Monitoring Desk
LONDON (Reuters) – Like many artists, Matthew Willey had longed to meet his muse. He had no idea she would fly in through his apartment window.
The bee that buzzed into his room in late spring, 2008 so entranced the New York-based muralist that he embarked on a mission to highlight growing threats to pollinators by hand-painting 50,000 individual bees on buildings around the world.
Having rendered more than 5,500 of the insects in 30 murals and installations over the past five years, Willey says the shared experience of the coronavirus pandemic has made people more receptive to the sense of interdependence he aims to evoke.
“From depression or addiction, to climate change to plastic pollution in the ocean, to systemic racism, it is our choice to separate all these interconnected problems out into fragments that makes them harder to solve,” Willey said.
“A bee is always considering the welfare of her hive. She is wired that way. But humans are wired for choice. So we must choose to see how connected all our problems are.”
Once focused primarily on painting high-end murals in nightclubs, sports venues or luxury homes, Willey painted his first bee mural on a 1920s-style stucco building in LaBelle, Florida in 2015. Passers-by began to donate money, food and coffee to support the 10-week project.
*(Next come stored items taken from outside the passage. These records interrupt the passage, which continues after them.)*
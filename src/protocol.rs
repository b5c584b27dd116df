//! Public protocol structs for WebSocket and HTTP endpoints (serde ready).
//! Keep this small and stable to evolve backend and frontend independently.

use serde::{Deserialize, Serialize};

use crate::bank::QuestionBank;
use crate::domain::{ChallengeId, Direction, RegionId};
use crate::game::Snapshot;
use crate::presenter::PresentationCommand;
use crate::scene::PhaseHandle;

/// Messages the client can send over WebSocket.
#[derive(Debug, Deserialize)]
#[serde(tag = "type", rename_all = "snake_case")]
pub enum ClientWsMessage {
    Ping,
    /// The character reached a challenge object.
    Proximity {
        #[serde(rename = "objectId")]
        object_id: ChallengeId,
    },
    /// The character reached (or the player picked) an answer region.
    SelectAnswer {
        #[serde(rename = "regionId")]
        region_id: RegionId,
    },
    Move {
        direction: Direction,
    },
    RequestOverlay,
    Start,
    Abandon,
    Restart,
    Snapshot,
}

/// Messages the server sends back over WebSocket.
#[derive(Debug, Serialize)]
#[serde(tag = "type", rename_all = "snake_case")]
pub enum ServerWsMessage {
    Pong,
    PhaseReady {
        handle: PhaseHandle,
    },
    OverlayRequested,
    Present {
        commands: Vec<PresentationCommand>,
    },
    Snapshot {
        snapshot: Snapshot,
    },
    Error {
        message: String,
    },
}

//
// HTTP request/response DTOs
//

#[derive(Serialize)]
pub struct HealthOut {
    pub ok: bool,
    pub live_games: usize,
}

/// Question as exposed over HTTP. The expected answer stays server-side.
#[derive(Debug, Serialize)]
pub struct QuestionOut {
    pub id: String,
    pub prompt: String,
    pub answers: Vec<String>,
}

pub fn questions_out(bank: &QuestionBank) -> Vec<QuestionOut> {
    bank.iter()
        .map(|q| QuestionOut {
            id: q.id.clone(),
            prompt: q.prompt.clone(),
            answers: q.candidate_answers.clone(),
        })
        .collect()
}
//! Loading game configuration (pacing, scoring, layout and an optional
//! question bank) from TOML.
//!
//! See `GameConfig` for the expected schema. Every field has a default, so an
//! empty file (or no file at all) yields the stock game.

use std::time::Duration;

use serde::Deserialize;
use tracing::{error, info};

use crate::bank::QuestionBank;
use crate::domain::{Position, Question};
use crate::error::ConfigError;
use crate::lifecycle::LifecycleParams;
use crate::registry::RowLayout;
use crate::seeds::seed_questions;

#[derive(Clone, Debug, Deserialize)]
#[serde(default)]
pub struct GameConfig {
    pub batch_size: usize,
    pub initial_lives: u32,
    pub reward: u32,
    pub regen_delay_ms: u64,
    pub tick_ms: u64,
    pub show_main_menu: bool,
    /// Fixed seed for reproducible question draws; entropy when absent.
    pub rng_seed: Option<u64>,
    pub layout: LayoutCfg,
    /// Replaces the built-in bank when non-empty.
    pub questions: Vec<QuestionCfg>,
}

impl Default for GameConfig {
    fn default() -> Self {
        Self {
            batch_size: 5,
            initial_lives: 3,
            reward: 10,
            regen_delay_ms: 1500,
            tick_ms: 50,
            show_main_menu: false,
            rng_seed: None,
            layout: LayoutCfg::default(),
            questions: Vec::new(),
        }
    }
}

#[derive(Clone, Debug, Deserialize)]
#[serde(default)]
pub struct LayoutCfg {
    pub origin_x: f32,
    pub origin_y: f32,
    pub step_x: f32,
}

impl Default for LayoutCfg {
    fn default() -> Self {
        let row = RowLayout::default();
        Self { origin_x: row.origin.x, origin_y: row.origin.y, step_x: row.step_x }
    }
}

/// Question entry accepted in TOML configuration.
#[derive(Clone, Debug, Deserialize)]
pub struct QuestionCfg {
    pub id: String,
    pub prompt: String,
    pub answers: Vec<String>,
    pub correct: String,
}

impl From<QuestionCfg> for Question {
    fn from(q: QuestionCfg) -> Self {
        Question { id: q.id, prompt: q.prompt, candidate_answers: q.answers, correct_answer: q.correct }
    }
}

impl GameConfig {
    /// Reject configurations that could never start a session.
    pub fn validate(&self) -> Result<(), ConfigError> {
        if self.batch_size == 0 { return Err(ConfigError::ZeroBatch); }
        if self.initial_lives == 0 { return Err(ConfigError::ZeroLives); }
        Ok(())
    }

    /// Bank from config when provided, otherwise the built-in seeds.
    pub fn build_bank(&self) -> Result<QuestionBank, ConfigError> {
        if self.questions.is_empty() {
            QuestionBank::new(seed_questions())
        } else {
            QuestionBank::new(self.questions.iter().cloned().map(Question::from).collect())
        }
    }

    pub fn lifecycle_params(&self) -> LifecycleParams {
        LifecycleParams { batch_size: self.batch_size, initial_lives: self.initial_lives, reward: self.reward }
    }

    pub fn row_layout(&self) -> RowLayout {
        RowLayout { origin: Position::new(self.layout.origin_x, self.layout.origin_y), step_x: self.layout.step_x }
    }

    pub fn regen_delay(&self) -> Duration { Duration::from_millis(self.regen_delay_ms) }

    pub fn tick(&self) -> Duration { Duration::from_millis(self.tick_ms.max(1)) }
}

/// Parse a TOML document into a `GameConfig`.
pub fn parse_game_config(s: &str) -> Result<GameConfig, toml::de::Error> {
    toml::from_str::<GameConfig>(s)
}

/// Load `GameConfig` from GAME_CONFIG_PATH. On any read/parse error, returns defaults.
pub fn load_game_config_from_env() -> GameConfig {
    let Ok(path) = std::env::var("GAME_CONFIG_PATH") else {
        info!(target: "reef_quiz", "GAME_CONFIG_PATH not set; using default game config");
        return GameConfig::default();
    };
    match std::fs::read_to_string(&path) {
        Ok(s) => match parse_game_config(&s) {
            Ok(cfg) => {
                info!(target: "reef_quiz", %path, questions = cfg.questions.len(), "Loaded game config (TOML)");
                cfg
            }
            Err(e) => {
                error!(target: "reef_quiz", %path, error = %e, "Failed to parse TOML config; using defaults");
                GameConfig::default()
            }
        },
        Err(e) => {
            error!(target: "reef_quiz", %path, error = %e, "Failed to read TOML config file; using defaults");
            GameConfig::default()
        }
    }
}
//! Outbound seam to the presentation side (rendering, physics bodies, sound).
//!
//! The core only tells the presenter *what* happened. `RecordingPresenter`
//! buffers those calls as serializable commands so the host adapter can
//! forward them to a remote client, and so tests can assert on them.

use serde::Serialize;

use crate::domain::{AnswerRegion, ChallengeId, ChallengeObject, Direction, Position, RegionId};

/// Transient, visual-only reactions to an answer.
#[derive(Clone, Copy, Debug, PartialEq, Serialize)]
#[serde(tag = "kind", rename_all = "snake_case")]
pub enum Feedback {
    Scored { amount: u32, score: u32, at: Position },
    Damaged { lives: u32, at: Position },
}

pub trait Presenter: Send {
    fn spawn_objects(&mut self, objects: &[ChallengeObject]);
    fn despawn_objects(&mut self, objects: &[ChallengeObject]);
    fn show_question(&mut self, object: &ChallengeObject, regions: &[AnswerRegion]);
    fn clear_overlay(&mut self);
    fn remove_object(&mut self, id: ChallengeId);
    fn feedback(&mut self, feedback: Feedback);
    fn hud(&mut self, score: u32, lives: u32);

    /// Movement input is forwarded here untouched; it is not core state.
    fn steer(&mut self, _direction: Direction) {}
}

#[derive(Clone, Debug, PartialEq, Serialize)]
pub struct ObjectOut {
    pub id: ChallengeId,
    pub position: Position,
    pub question_id: String,
}

/// Answer text only. The expected answer never leaves the core.
#[derive(Clone, Debug, PartialEq, Serialize)]
pub struct RegionOut {
    pub id: RegionId,
    pub text: String,
}

#[derive(Clone, Debug, PartialEq, Serialize)]
#[serde(tag = "cmd", rename_all = "snake_case")]
pub enum PresentationCommand {
    SpawnObjects { objects: Vec<ObjectOut> },
    DespawnObjects { ids: Vec<ChallengeId> },
    ShowQuestion {
        object: ChallengeId,
        prompt: String,
        anchor: Position,
        regions: Vec<RegionOut>,
    },
    ClearOverlay,
    RemoveObject { id: ChallengeId },
    Feedback { feedback: Feedback },
    Hud { score: u32, lives: u32 },
    Steer { direction: Direction },
}

#[derive(Debug, Default)]
pub struct RecordingPresenter {
    commands: Vec<PresentationCommand>,
}

impl RecordingPresenter {
    #[cfg(test)]
    pub fn commands(&self) -> &[PresentationCommand] {
        &self.commands
    }

    pub fn drain(&mut self) -> Vec<PresentationCommand> {
        std::mem::take(&mut self.commands)
    }
}

impl Presenter for RecordingPresenter {
    fn spawn_objects(&mut self, objects: &[ChallengeObject]) {
        let objects = objects
            .iter()
            .map(|o| ObjectOut {
                id: o.id,
                position: o.position,
                question_id: o.question.id.clone(),
            })
            .collect();
        self.commands.push(PresentationCommand::SpawnObjects { objects });
    }

    fn despawn_objects(&mut self, objects: &[ChallengeObject]) {
        let ids = objects.iter().map(|o| o.id).collect();
        self.commands.push(PresentationCommand::DespawnObjects { ids });
    }

    fn show_question(&mut self, object: &ChallengeObject, regions: &[AnswerRegion]) {
        self.commands.push(PresentationCommand::ShowQuestion {
            object: object.id,
            prompt: object.question.prompt.clone(),
            anchor: object.position,
            regions: regions
                .iter()
                .map(|r| RegionOut { id: r.id, text: r.answer_text.clone() })
                .collect(),
        });
    }

    fn clear_overlay(&mut self) {
        self.commands.push(PresentationCommand::ClearOverlay);
    }

    fn remove_object(&mut self, id: ChallengeId) {
        self.commands.push(PresentationCommand::RemoveObject { id });
    }

    fn feedback(&mut self, feedback: Feedback) {
        self.commands.push(PresentationCommand::Feedback { feedback });
    }

    fn hud(&mut self, score: u32, lives: u32) {
        self.commands.push(PresentationCommand::Hud { score, lives });
    }

    fn steer(&mut self, direction: Direction) {
        self.commands.push(PresentationCommand::Steer { direction });
    }
}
Since then, Willey has sent bees dancing across schools, museums and municipal buildings from San Diego to Washington DC. In October, he completed his first international project at a school in southern England after a 15-year-old pupil wrote to him after discovering his Good of the Hive project’s website.
With bees and other insects facing pressures from pesticide use to habitat loss and climate change, Willey hopes planned projects from Italy to India will prompt more people to rethink their relationship with nature – and each other.
“I am not painting bees,” Willey said. “I am painting us.”